WDR62 deficiency results in synaptic dysfunction and ASD-like behaviors in mice, which can be ameliorated by RA repletion

Abstract Background: Brain size abnormality is correlated with increased frequency of autism spectrum disorder (ASD) in offspring. Genetic analysis indicates that many heterozygous mutations of microcephaly-associated genes including WD repeat domain 62 (WDR62), are associated with ASD; however, biological evidence is still lacking.Methods: To investigate the association between WDR62 and ASD, we generated both Wdr62 conventional knockout (Wdr62 KO) and Nex-Cre conditional knockout (Wdr62 Nex-cKO) mice.

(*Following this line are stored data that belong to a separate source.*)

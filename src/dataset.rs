use chrono::{DateTime, Utc};
use std::{fs, fs::File, time::Duration};
use tracing::{debug, info};
use zip::ZipArchive;

use crate::{Config, Error, cache, gtfs::GtfsReader, state::StateStore};

/// Bound on the archive fetch.
pub const DOWNLOAD_TIMEOUT: Duration = Duration::from_secs(120);

/// Timestamps written to the state store use this layout.
pub const TIMESTAMP_FORMAT: &str = "%Y-%m-%dT%H:%M:%SZ";

/// Guarantees the four GTFS tables exist on disk and are no older than the
/// dataset TTL, downloading and extracting the archive when they are not.
pub struct DatasetManager<'a> {
    config: &'a Config,
    store: &'a dyn StateStore,
}

impl<'a> DatasetManager<'a> {
    pub fn new(config: &'a Config, store: &'a dyn StateStore) -> Self {
        Self { config, store }
    }

    /// Returns without touching the network when all table files exist and
    /// the recorded refresh timestamp is within the TTL. A download or
    /// extraction failure is fatal; there is no stale fallback.
    pub fn ensure_fresh(&self) -> Result<(), Error> {
        if self.tables_present() && self.is_recent() {
            debug!("GTFS dataset is fresh, skipping download");
            return Ok(());
        }

        info!("Downloading GTFS data from ATM Milano...");
        fs::create_dir_all(&self.config.gtfs_dir)?;
        if !self.config.gtfs_zip.exists() {
            self.download()?;
        }

        info!("Extracting GTFS data...");
        self.extract()?;

        let stamp = Utc::now().format(TIMESTAMP_FORMAT).to_string();
        self.store
            .set(&cache::dataset_key(&self.config.state_namespace), &stamp);
        Ok(())
    }

    fn tables_present(&self) -> bool {
        GtfsReader::new(&self.config.gtfs_dir)
            .table_paths()
            .iter()
            .all(|path| path.exists())
    }

    /// A timestamp that is missing or does not parse counts as stale.
    fn is_recent(&self) -> bool {
        let key = cache::dataset_key(&self.config.state_namespace);
        let Some(raw) = self.store.get(&key) else {
            return false;
        };
        let Ok(stamp) = DateTime::parse_from_rfc3339(&raw) else {
            return false;
        };
        let age = Utc::now().signed_duration_since(stamp.with_timezone(&Utc));
        age < self.config.dataset_ttl
    }

    fn download(&self) -> Result<(), Error> {
        let client = reqwest::blocking::Client::builder()
            .timeout(DOWNLOAD_TIMEOUT)
            .build()?;
        let bytes = client
            .get(&self.config.gtfs_url)
            .send()?
            .error_for_status()?
            .bytes()?;
        fs::write(&self.config.gtfs_zip, &bytes)?;
        Ok(())
    }

    /// Extracts over any existing table files. The table contents are not
    /// validated here; a corrupt table surfaces later as a parse error.
    fn extract(&self) -> Result<(), Error> {
        let file = File::open(&self.config.gtfs_zip)?;
        let mut archive = ZipArchive::new(file)?;
        archive.extract(&self.config.gtfs_dir)?;
        Ok(())
    }
}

We investigated and compared the behavioral alterations between these mice and their littermate controls. Morphological and electrophysiological analyses were adopted to explore the mechanism underlying the abnormal behaviors. Furthermore, all-trans retinoic acid (RA), a derivative of vitamin A, was tried to treat aberrant behaviors.Results: Our study showed that Wdr62 KO led to reduced brain size with impaired learning and memory, as well as ASD-like behaviors in mice. Interestingly, aberrant social interactions and repetitive behaviors were also observed in Wdr62 Nex-cKO mice, but no deficits in brain size, and learning and memory. Mechanically, we found that WDR62 regulated dendritic spinogenesis and excitatory synaptic transmission in cortical pyramidal neurons. Finally, we revealed that RA gavages could significantly alleviate ASD-like behaviors in WDR62 haploinsufficiency mice probably by complementing the expression of ASD and synapse-related genes. Limitations: RA oral gavage significantly alleviated ASD-like behavior in WDR62 haploinsufficiency mice, while whether RA supplement could ameliorate ASD-like behavior in WDR62 KO mice is unknown. In addition, it is not known that whether the content of RA in Wdr62 deficiency mice is changed. Conclusions: Our findings provide not only new insight into the roles of WDR62 in brain development, but also a new perspective for the relationship between microcephaly gene WDR62 and ASD etiology which will benefit clinical diagnosis and intervention of ASD.